De smalkopmamba[2] (Dendroaspis angusticeps) is een slang uit de familie koraalslangachtigen (Elapidae).

Naam en indeling[bewerken | brontekst bewerken]

De slang behoort tot de mamba's (geslacht Dendroaspis). De wetenschappelijke naam van de soort werd voor het eerst voorgesteld door Andrew Smith in 1849. Oorspronkelijk werd de wetenschappelijke naam Naja angusticeps gebruikt.[3]

Uiterlijke kenmerken[bewerken | brontekst bewerken]

Omdat het lichaam meestal groen is wordt deze slang ook wel groene mamba genoemd, maar de 'echte' groene mamba is Dendroaspis viridis. De soorten zijn van elkaar te onderscheiden door de gekielde schubben op de rug en de smallere kop van de hier omschreven soort.

De slang bereikt een lichaamslengte van ongeveer 1,8 tot 2,5 meter. De grote kop op is duidelijk te onderscheiden van het lichaam door de aanwezigheid van een insnoering. De ogen zijn relatief groot en hebben een ronde pupil. De slang heeft negentien rijen schubben in de lengte op het midden van het lichaam, soms 17 of 21. Er zijn 201 tot 232 schubben gelegen aan de buikzijde. Onder de staart zijn 99 tot 126 schubben aanwezig. De lichaamskleur is heldergroen, soms met gele vlekjes, de buikzijde is lichter van kleur.[4]

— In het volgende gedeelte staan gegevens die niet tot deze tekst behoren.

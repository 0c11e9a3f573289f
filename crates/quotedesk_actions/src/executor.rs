//! Applies decoded actions to a row store.

use crate::{Action, ActionOutcome, ActionRequest};
use quotedesk_core::{Header, Table};
use quotedesk_error::QuotedeskResult;
use quotedesk_interface::RowStore;
use tracing::{info, instrument, warn};

/// Applies action batches to a row store against a fixed header.
///
/// Each action runs on its own: a rejected or failed action is reported and
/// the rest of the batch still runs. Update and Delete re-read the store
/// before matching, so every action sees the effects of the ones before it.
#[derive(Debug)]
pub struct ActionExecutor<'a, S: RowStore + ?Sized> {
    store: &'a S,
    header: &'a Header,
}

impl<'a, S: RowStore + ?Sized> ActionExecutor<'a, S> {
    /// Creates an executor for one store and the header read this turn.
    pub fn new(store: &'a S, header: &'a Header) -> Self {
        Self { store, header }
    }

    /// Applies every request in order, one outcome per request.
    #[instrument(skip_all, fields(actions = requests.len()))]
    pub async fn execute(&self, requests: &[ActionRequest]) -> Vec<ActionOutcome> {
        let mut outcomes = Vec::with_capacity(requests.len());
        for request in requests {
            let outcome = self.apply(request).await;
            if outcome.is_applied() {
                info!(%outcome, "Action applied");
            } else {
                warn!(%outcome, "Action not applied");
            }
            outcomes.push(outcome);
        }
        outcomes
    }

    async fn apply(&self, request: &ActionRequest) -> ActionOutcome {
        let result = match request {
            ActionRequest::Known(Action::Add { row }) => self.add(row).await,
            ActionRequest::Known(Action::Update {
                search_col,
                search_value,
                column,
                value,
            }) => self.update(search_col, search_value, column, value).await,
            ActionRequest::Known(Action::Delete {
                search_col,
                search_value,
            }) => self.delete(search_col, search_value).await,
            ActionRequest::Unknown { tag } => {
                return ActionOutcome::UnknownAction { tag: tag.clone() };
            }
            ActionRequest::Malformed { reason } => {
                return ActionOutcome::Malformed {
                    reason: reason.clone(),
                };
            }
        };

        result.unwrap_or_else(|e| ActionOutcome::StoreFailed {
            message: e.to_string(),
        })
    }

    async fn add(&self, row: &[String]) -> QuotedeskResult<ActionOutcome> {
        self.store.append(row).await?;
        Ok(ActionOutcome::Added {
            values: row.to_vec(),
        })
    }

    async fn update(
        &self,
        search_col: &str,
        search_value: &str,
        column: &str,
        value: &str,
    ) -> QuotedeskResult<ActionOutcome> {
        let Some(search_position) = self.header.position(search_col) else {
            return Ok(column_not_found(search_col));
        };
        let Some(target_position) = self.header.position(column) else {
            return Ok(column_not_found(column));
        };

        let table = self.store.read_all().await?;
        let Some(position) = table.find_first(search_position, search_value) else {
            return Ok(not_found(search_col, search_value));
        };

        let row_index = Table::store_row_index(position);
        let previous = table.rows()[position].cell(target_position).to_string();
        self.store
            .update_cell(row_index, target_position + 1, value)
            .await?;

        Ok(ActionOutcome::Updated {
            row_index,
            column: column.to_string(),
            previous,
            value: value.to_string(),
        })
    }

    async fn delete(&self, search_col: &str, search_value: &str) -> QuotedeskResult<ActionOutcome> {
        let Some(search_position) = self.header.position(search_col) else {
            return Ok(column_not_found(search_col));
        };

        let table = self.store.read_all().await?;
        let Some(position) = table.find_first(search_position, search_value) else {
            return Ok(not_found(search_col, search_value));
        };

        let row_index = Table::store_row_index(position);
        let values = table.rows()[position].cells().to_vec();
        self.store.delete_row(row_index).await?;

        Ok(ActionOutcome::Deleted { row_index, values })
    }
}

fn column_not_found(column: &str) -> ActionOutcome {
    ActionOutcome::ColumnNotFound {
        column: column.to_string(),
    }
}

fn not_found(search_col: &str, search_value: &str) -> ActionOutcome {
    ActionOutcome::NotFound {
        search_col: search_col.to_string(),
        search_value: search_value.to_string(),
    }
}
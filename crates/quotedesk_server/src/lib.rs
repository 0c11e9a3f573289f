//! Messaging webhook listener for Quotedesk.
//!
//! Answers the platform's subscription handshake and, for every inbound text
//! message, asks the intent extractor for lead details and logs them. The
//! listener never writes to the row store.

#![warn(missing_docs)]

mod api;
mod config;
mod lead;
mod payload;

pub use api::{WebhookState, create_router};
pub use config::{
    DEFAULT_BIND, DEFAULT_PATH, DEFAULT_VERIFY_TOKEN, WebhookConfig, WebhookConfigBuilder,
};
pub use lead::{LEAD_EXTRACTION_INSTRUCTIONS, LeadDetails, extract_lead};
pub use payload::{
    Change, ChangeValue, Entry, InboundMessage, TextBody, TextMessage, WebhookEvent,
};

use quotedesk_error::{HttpError, QuotedeskResult};
use quotedesk_interface::IntentExtractor;
use std::sync::Arc;
use tracing::info;

/// Serves the webhook until Ctrl-C.
///
/// # Errors
///
/// Fails when the address cannot be bound or the server stops with an error.
pub async fn serve(config: &WebhookConfig, extractor: Arc<dyn IntentExtractor>) -> QuotedeskResult<()> {
    let app = create_router(config, extractor)?;

    let listener = tokio::net::TcpListener::bind(config.bind().as_str())
        .await
        .map_err(|e| HttpError::new(format!("Failed to bind {}: {}", config.bind(), e)))?;
    info!(bind = %config.bind(), path = %config.path(), "Webhook listening");

    axum::serve(listener, app)
        .with_graceful_shutdown(async {
            let _ = tokio::signal::ctrl_c().await;
            info!("Shutting down webhook");
        })
        .await
        .map_err(|e| HttpError::new(format!("Webhook server failed: {}", e)))?;
    Ok(())
}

Verspreiding en habitat[bewerken | brontekst bewerken]

De smalkopmamba komt voor in delen van oostelijk Afrika en leeft in de landen Zimbabwe, Tanzania, Mozambique, Kenia, Congo-Kinshasa, Malawi en Zuid-Afrika.[3] De habitat bestaat uit vochtige beboste gebieden met veel bomen en struiken.

Levenswijze[bewerken | brontekst bewerken]

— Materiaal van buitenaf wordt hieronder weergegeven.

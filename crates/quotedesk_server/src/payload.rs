//! Inbound event payloads (WhatsApp Cloud API shape).
//!
//! Only the fields the listener reads are modelled; everything else in the
//! delivery is ignored.

use serde::Deserialize;

/// Top-level webhook delivery.
#[derive(Debug, Clone, Default, Deserialize)]
pub struct WebhookEvent {
    /// Source object, `whatsapp_business_account` for WhatsApp
    #[serde(default)]
    pub object: Option<String>,
    /// Batched entries
    #[serde(default)]
    pub entry: Vec<Entry>,
}

/// One account entry.
#[derive(Debug, Clone, Default, Deserialize)]
pub struct Entry {
    /// Changes reported for the account
    #[serde(default)]
    pub changes: Vec<Change>,
}

/// One change notification.
#[derive(Debug, Clone, Default, Deserialize)]
pub struct Change {
    /// Subscribed field, `messages` for chat traffic
    #[serde(default)]
    pub field: Option<String>,
    /// Change payload
    #[serde(default)]
    pub value: ChangeValue,
}

/// Payload of a change.
#[derive(Debug, Clone, Default, Deserialize)]
pub struct ChangeValue {
    /// Messages received
    #[serde(default)]
    pub messages: Vec<InboundMessage>,
}

/// A received message.
#[derive(Debug, Clone, Default, Deserialize)]
pub struct InboundMessage {
    /// Sender phone number
    #[serde(default)]
    pub from: Option<String>,
    /// Platform message id
    #[serde(default)]
    pub id: Option<String>,
    /// Message type (`text`, `image`, ...)
    #[serde(rename = "type", default)]
    pub kind: Option<String>,
    /// Text content, present for `text` messages
    #[serde(default)]
    pub text: Option<TextBody>,
}

/// Text message body.
#[derive(Debug, Clone, Default, Deserialize)]
pub struct TextBody {
    /// Message text
    #[serde(default)]
    pub body: String,
}

/// A text message ready for extraction.
#[derive(Debug, Clone, PartialEq, Eq)]
pub struct TextMessage {
    /// Sender, empty when the platform omitted it
    pub from: String,
    /// Message text
    pub body: String,
}

impl WebhookEvent {
    /// Every non-empty text message in the delivery, in order.
    pub fn text_messages(&self) -> Vec<TextMessage> {
        self.entry
            .iter()
            .flat_map(|entry| &entry.changes)
            .flat_map(|change| &change.value.messages)
            .filter(|message| message.kind.as_deref() == Some("text"))
            .filter_map(|message| {
                let body = message.text.as_ref()?.body.trim();
                (!body.is_empty()).then(|| TextMessage {
                    from: message.from.clone().unwrap_or_default(),
                    body: body.to_string(),
                })
            })
            .collect()
    }
}
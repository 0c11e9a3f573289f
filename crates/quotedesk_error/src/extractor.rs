//! Intent extractor (LLM) error types.

/// Extractor-specific error conditions.
#[derive(Debug, Clone, PartialEq, Eq, Hash)]
pub enum ExtractorErrorKind {
    /// API key not configured
    MissingApiKey,
    /// Request could not be sent
    ApiRequest(String),
    /// HTTP error with status code and message
    HttpError {
        /// HTTP status code
        status_code: u16,
        /// Error message
        message: String,
    },
    /// Response body did not have the expected shape
    ResponseParsing(String),
    /// Response carried no text output
    EmptyResponse,
    /// Input kind the provider cannot send
    UnsupportedInput(String),
    /// Local image file could not be loaded
    ImageRead(String),
}

impl std::fmt::Display for ExtractorErrorKind {
    fn fmt(&self, f: &mut std::fmt::Formatter<'_>) -> std::fmt::Result {
        match self {
            ExtractorErrorKind::MissingApiKey => {
                write!(f, "OPENAI_API_KEY is not configured")
            }
            ExtractorErrorKind::ApiRequest(msg) => write!(f, "Extractor request failed: {}", msg),
            ExtractorErrorKind::HttpError {
                status_code,
                message,
            } => write!(f, "HTTP {} error: {}", status_code, message),
            ExtractorErrorKind::ResponseParsing(msg) => {
                write!(f, "Failed to parse extractor response: {}", msg)
            }
            ExtractorErrorKind::EmptyResponse => write!(f, "Extractor returned no text"),
            ExtractorErrorKind::UnsupportedInput(kind) => {
                write!(f, "Input not supported by this extractor: {}", kind)
            }
            ExtractorErrorKind::ImageRead(msg) => write!(f, "Failed to read image: {}", msg),
        }
    }
}

/// Extractor error with source location tracking.
///
/// # Examples
///
/// ```
/// use quotedesk_error::{ExtractorError, ExtractorErrorKind};
///
/// let err = ExtractorError::new(ExtractorErrorKind::MissingApiKey);
/// assert!(format!("{}", err).contains("OPENAI_API_KEY"));
/// ```
#[derive(Debug, Clone)]
pub struct ExtractorError {
    /// The kind of error that occurred
    pub kind: ExtractorErrorKind,
    /// Line number where error was created
    pub line: u32,
    /// File where error was created
    pub file: &'static str,
}

impl ExtractorError {
    /// Create a new ExtractorError with automatic location tracking.
    #[track_caller]
    pub fn new(kind: ExtractorErrorKind) -> Self {
        let location = std::panic::Location::caller();
        Self {
            kind,
            line: location.line(),
            file: location.file(),
        }
    }
}

impl std::fmt::Display for ExtractorError {
    fn fmt(&self, f: &mut std::fmt::Formatter<'_>) -> std::fmt::Result {
        write!(
            f,
            "Extractor Error: {} at line {} in {}",
            self.kind, self.line, self.file
        )
    }
}

impl std::error::Error for ExtractorError {}
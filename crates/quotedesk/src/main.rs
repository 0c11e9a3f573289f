//! Quotedesk command-line entry point.

mod cli;

use clap::Parser;
use cli::{Cli, Commands, handle_console_command, handle_serve_command};

#[tokio::main]
async fn main() -> anyhow::Result<()> {
    let cli = Cli::parse();

    match cli.command {
        Commands::Console { config } => {
            // Quiet by default so log lines do not interleave with the prompt.
            quotedesk::init_tracing("warn");
            handle_console_command(config).await
        }
        Commands::Serve { config, bind } => {
            quotedesk::init_tracing("info");
            handle_serve_command(config, bind).await
        }
    }
}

Het voedsel bestaat uit vogels, vogeleieren en jonge vogels die net zijn uitgevlogen, daarnaast worden boombewonende zoogdieren zoals vleermuizen buitgemaakt. Jongere mamba's eten soms ook wel kameleons. Het gif van de slang is neurotoxisch van aard en legt het zenuwstelsel plat zodat de prooi verlamd raakt. Het gif is krachtig en half zo sterk als het gif van de zwarte mamba (Dendroaspis polylepis). Een beet die niet behandeld wordt met serum is meestal fataal.

Het is een echte klimmer die in bomen en struiken leeft en zelden op de grond komt. Bij verstoring vlucht het dier liever in de bomen dan meteen aan te vallen. Doordat deze soort zeer oplettend is en vrij kalm van aard is de slang vrijwel onzichtbaar in het wild. Beten door deze soort zijn veelal te wijten aan mensen die het dier willen vangen of doden.

Mannetjes voeren baltsgevechten uit waarbij ze elkaar omstrengelen. De smalkopmamba is eierleggend, de vrouwtjes zetten zes tot 17 eieren af, de juvenielen hebben reeds een lengte van 30 tot 45 centimeter.[4] De smalkopmamba kent geen vorm van broedzorg.